[Dataset entries]

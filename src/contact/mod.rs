// Contact Module - Simulated Call Workflow
//
// Implements the per-entity call sub-flow (dial, connect, elapsed counter,
// notes) with the initiation seam injected for testability.

pub mod call;
pub mod traits;

pub use call::{CallEvent, CallMachine, CallPhase, CallReport, CallWorkflow};
pub use traits::{CallHandle, CallInitiator, SimulatedCallInitiator};
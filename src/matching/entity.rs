use chrono::NaiveDate;
use serde::{Deserialize, Serialize};

#[derive(Debug, Clone, PartialEq, Eq, Serialize, Deserialize)]
pub struct ContactInfo {
    pub phone: String,
    pub email: String,
}

/// Shared capability set of a match row, whichever role produced it.
/// Both subsystems (carrier search for brokers, load search for carriers)
/// work against this trait; entities are immutable after creation.
pub trait Matchable {
    fn id(&self) -> &str;
    fn lane(&self) -> &str;
    fn contact(&self) -> &ContactInfo;
    /// 0-100 heuristic fit between the criteria and this candidate.
    fn match_score(&self) -> u8;
    /// One-line display form for list rows and logs.
    fn summary(&self) -> String;
}

/// A carrier candidate returned by a broker-side search.
#[derive(Debug, Clone, PartialEq, Serialize, Deserialize)]
pub struct CarrierMatch {
    pub id: String,
    pub name: String,
    pub lane: String,
    pub equipment: String,
    pub rate_per_mile: f64,
    pub on_time_pct: u8,
    pub fleet_size: u32,
    pub match_score: u8,
    pub contact: ContactInfo,
}

impl Matchable for CarrierMatch {
    fn id(&self) -> &str {
        &self.id
    }

    fn lane(&self) -> &str {
        &self.lane
    }

    fn contact(&self) -> &ContactInfo {
        &self.contact
    }

    fn match_score(&self) -> u8 {
        self.match_score
    }

    fn summary(&self) -> String {
        format!(
            "{} | {} | {} | ${:.2}/mi | {}% on-time | score {}",
            self.name, self.lane, self.equipment, self.rate_per_mile, self.on_time_pct, self.match_score
        )
    }
}

/// A load candidate returned by a carrier-side search.
#[derive(Debug, Clone, PartialEq, Serialize, Deserialize)]
pub struct LoadMatch {
    pub id: String,
    pub lane: String,
    pub equipment: String,
    pub rate: u32,
    pub weight_lbs: u32,
    pub commodity: String,
    pub pickup_date: NaiveDate,
    pub broker: String,
    pub match_score: u8,
    pub contact: ContactInfo,
}

impl Matchable for LoadMatch {
    fn id(&self) -> &str {
        &self.id
    }

    fn lane(&self) -> &str {
        &self.lane
    }

    fn contact(&self) -> &ContactInfo {
        &self.contact
    }

    fn match_score(&self) -> u8 {
        self.match_score
    }

    fn summary(&self) -> String {
        format!(
            "{} | {} | {} | ${} | {} lbs | {} | score {}",
            self.id, self.lane, self.equipment, self.rate, self.weight_lbs, self.commodity, self.match_score
        )
    }
}
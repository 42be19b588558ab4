//! Core traits and types for the sensor control plane.
//!
//! Everything the driver needs from the outside world (control bus, supply
//! rails, clock, reset line, sleeping) is expressed as a trait here so the
//! same control logic runs against real hardware or the [`crate::mock`]
//! backend.

use std::fmt;
use std::time::Duration;

use thiserror::Error;

use crate::controls::ControlId;
use crate::stream::StartStage;

/// Register width on the control bus.
#[derive(Debug, Clone, Copy, PartialEq, Eq, Hash)]
pub enum Width {
    /// 8-bit register.
    Bits8,
    /// 16-bit register, little endian on the wire.
    Bits16,
}

impl Width {
    /// Largest value a register of this width can hold.
    #[must_use]
    pub const fn max_value(self) -> u16 {
        match self {
            Self::Bits8 => 0xFF,
            Self::Bits16 => 0xFFFF,
        }
    }
}

/// A register address together with its declared width.
///
/// The width is fixed per address; reading or writing one address with two
/// different widths is a contract violation on the caller's side.
#[derive(Debug, Clone, Copy, PartialEq, Eq, Hash)]
pub struct Register {
    /// Address in the sensor's 16-bit register space.
    pub address: u16,
    /// Declared width.
    pub width: Width,
}

impl Register {
    /// An 8-bit register.
    #[must_use]
    pub const fn reg8(address: u16) -> Self {
        Self {
            address,
            width: Width::Bits8,
        }
    }

    /// A 16-bit little-endian register.
    #[must_use]
    pub const fn reg16(address: u16) -> Self {
        Self {
            address,
            width: Width::Bits16,
        }
    }
}

impl fmt::Display for Register {
    fn fmt(&self, f: &mut fmt::Formatter<'_>) -> fmt::Result {
        write!(f, "0x{:04x}", self.address)
    }
}

/// Rectangle in pixel-array coordinates.
#[derive(Debug, Clone, Copy, PartialEq, Eq, Default)]
pub struct Rect {
    /// Left edge.
    pub left: i32,
    /// Top edge.
    pub top: i32,
    /// Width in pixels.
    pub width: u32,
    /// Height in pixels.
    pub height: u32,
}

impl Rect {
    /// Create a new rectangle.
    #[must_use]
    pub const fn new(left: i32, top: i32, width: u32, height: u32) -> Self {
        Self {
            left,
            top,
            width,
            height,
        }
    }

    /// Whether `other` lies entirely inside this rectangle.
    #[must_use]
    pub fn contains(&self, other: &Self) -> bool {
        let right = i64::from(self.left) + i64::from(self.width);
        let bottom = i64::from(self.top) + i64::from(self.height);
        other.left >= self.left
            && other.top >= self.top
            && i64::from(other.left) + i64::from(other.width) <= right
            && i64::from(other.top) + i64::from(other.height) <= bottom
    }
}

/// Pixel format representation (e.g., RG10, BA10).
#[derive(Debug, Clone, Copy, PartialEq, Eq)]
pub struct FourCC(pub [u8; 4]);

impl FourCC {
    /// Create a new `FourCC` from a 4-byte array.
    #[must_use]
    pub const fn new(code: &[u8; 4]) -> Self {
        Self(*code)
    }
}

impl fmt::Display for FourCC {
    fn fmt(&self, f: &mut fmt::Formatter<'_>) -> fmt::Result {
        for byte in self.0 {
            write!(f, "{}", char::from(byte))?;
        }
        Ok(())
    }
}

#[cfg(feature = "v4l")]
impl From<v4l::FourCC> for FourCC {
    fn from(fourcc: v4l::FourCC) -> Self {
        Self(fourcc.repr)
    }
}

#[cfg(feature = "v4l")]
impl From<FourCC> for v4l::FourCC {
    fn from(fourcc: FourCC) -> Self {
        Self::new(&fourcc.0)
    }
}

/// Transport failure reported by a [`ControlBus`].
#[derive(Debug, Clone, PartialEq, Eq, Error)]
pub enum BusError {
    /// The device did not acknowledge the transfer.
    #[error("no acknowledge from device")]
    NoAck,
    /// The transfer did not complete in time.
    #[error("bus transfer timed out")]
    Timeout,
    /// Any other adapter-level failure.
    #[error("bus failure: {0}")]
    Other(String),
}

/// Failure reported by a supply rail or clock.
#[derive(Debug, Clone, PartialEq, Eq, Error)]
#[error("{0}")]
pub struct Fault(pub String);

/// Power sequencing failure.
#[derive(Debug, Clone, PartialEq, Eq, Error)]
pub enum PowerError {
    /// A supply rail refused to turn on.
    #[error("failed to enable supply {rail}: {source}")]
    Rail {
        /// Name of the failing rail.
        rail: String,
        /// Cause reported by the rail.
        source: Fault,
    },
    /// The external clock refused to turn on.
    #[error("failed to enable clock: {0}")]
    Clock(#[source] Fault),
}

/// Error type for sensor operations.
#[derive(Debug, Error)]
pub enum SensorError {
    /// A register read or write failed on the bus.
    #[error("register 0x{address:04x}: {source}")]
    Transport {
        /// Register that was being accessed.
        address: u16,
        /// Bus-level cause.
        source: BusError,
    },
    /// Rail or clock failed to power up.
    #[error(transparent)]
    Power(#[from] PowerError),
    /// Malformed request (bad selection target, read-only control, ...).
    #[error("invalid argument: {0}")]
    InvalidArgument(String),
    /// Enumeration index past the end.
    #[error("{what} index {index} out of range")]
    OutOfRange {
        /// What was being enumerated.
        what: &'static str,
        /// Requested index.
        index: u32,
    },
    /// The control cannot change while streaming.
    #[error("control {0} is locked while streaming")]
    Locked(ControlId),
    /// The board does not match what the sensor supports.
    #[error("hardware configuration mismatch: {0}")]
    HardwareConfigMismatch(String),
    /// Pushing a control value to the sensor failed.
    #[error("control {id}: {source}")]
    ControlWrite {
        /// Control being applied.
        id: ControlId,
        /// Underlying failure.
        source: Box<SensorError>,
    },
    /// Stream start aborted; power has been released.
    #[error("stream start failed at {stage}: {source}")]
    StreamStart {
        /// Step of the enable sequence that failed.
        stage: StartStage,
        /// Underlying failure.
        source: Box<SensorError>,
    },
    /// Board description could not be parsed.
    #[error("board configuration: {0}")]
    Config(#[from] toml::de::Error),
    /// I/O error.
    #[error("I/O error: {0}")]
    Io(#[from] std::io::Error),
}

/// Result type for sensor operations.
pub type Result<T> = std::result::Result<T, SensorError>;

/// Addressed register channel to the sensor.
pub trait ControlBus {
    /// Read a register using its declared width.
    fn read(&mut self, register: Register) -> std::result::Result<u16, BusError>;

    /// Write a register using its declared width.
    fn write(&mut self, register: Register, value: u16) -> std::result::Result<(), BusError>;
}

/// One named supply regulator.
pub trait SupplyRail {
    /// Supply name as wired on the board.
    fn name(&self) -> &str;

    /// Turn the supply on.
    fn enable(&mut self) -> std::result::Result<(), Fault>;

    /// Turn the supply off.
    fn disable(&mut self) -> std::result::Result<(), Fault>;
}

/// External clock input of the sensor.
pub trait ClockSource {
    /// Start the clock.
    fn enable(&mut self) -> std::result::Result<(), Fault>;

    /// Stop the clock.
    fn disable(&mut self);

    /// Configured rate in Hz.
    fn rate(&self) -> u64;
}

/// Sensor reset (XCLR) line. Best effort; boards may not wire one.
pub trait ResetLine {
    /// Hold the sensor in reset (`true`) or release it (`false`).
    fn set(&mut self, asserted: bool);
}

/// Blocking sleep with a tolerance window.
pub trait Delay {
    /// Sleep for at least `min` and at most about `max`.
    fn sleep_range(&mut self, min: Duration, max: Duration);
}

/// The external collaborators one sensor instance is wired to.
pub struct Hardware {
    /// Register channel.
    pub bus: Box<dyn ControlBus + Send>,
    /// Supplies in enable order.
    pub rails: Vec<Box<dyn SupplyRail + Send>>,
    /// External clock.
    pub clock: Box<dyn ClockSource + Send>,
    /// Optional reset line.
    pub reset: Option<Box<dyn ResetLine + Send>>,
    /// Sleep provider for settle windows.
    pub delay: Box<dyn Delay + Send>,
}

[/Dataset entries]

Activity:
Scan the entries above for the line containing "pub struct Rect", and copy it and all lines after it exactly, down to and including the line containing "let right = i64::from(self.left)".

Your solution:
pub struct Rect {
    /// Left edge.
    pub left: i32,
    /// Top edge.
    pub top: i32,
    /// Width in pixels.
    pub width: u32,
    /// Height in pixels.
    pub height: u32,
}

impl Rect {
    /// Create a new rectangle.
    #[must_use]
    pub const fn new(left: i32, top: i32, width: u32, height: u32) -> Self {
        Self {
            left,
            top,
            width,
            height,
        }
    }

    /// Whether `other` lies entirely inside this rectangle.
    #[must_use]
    pub fn contains(&self, other: &Self) -> bool {
        let right = i64::from(self.left) + i64::from(self.width);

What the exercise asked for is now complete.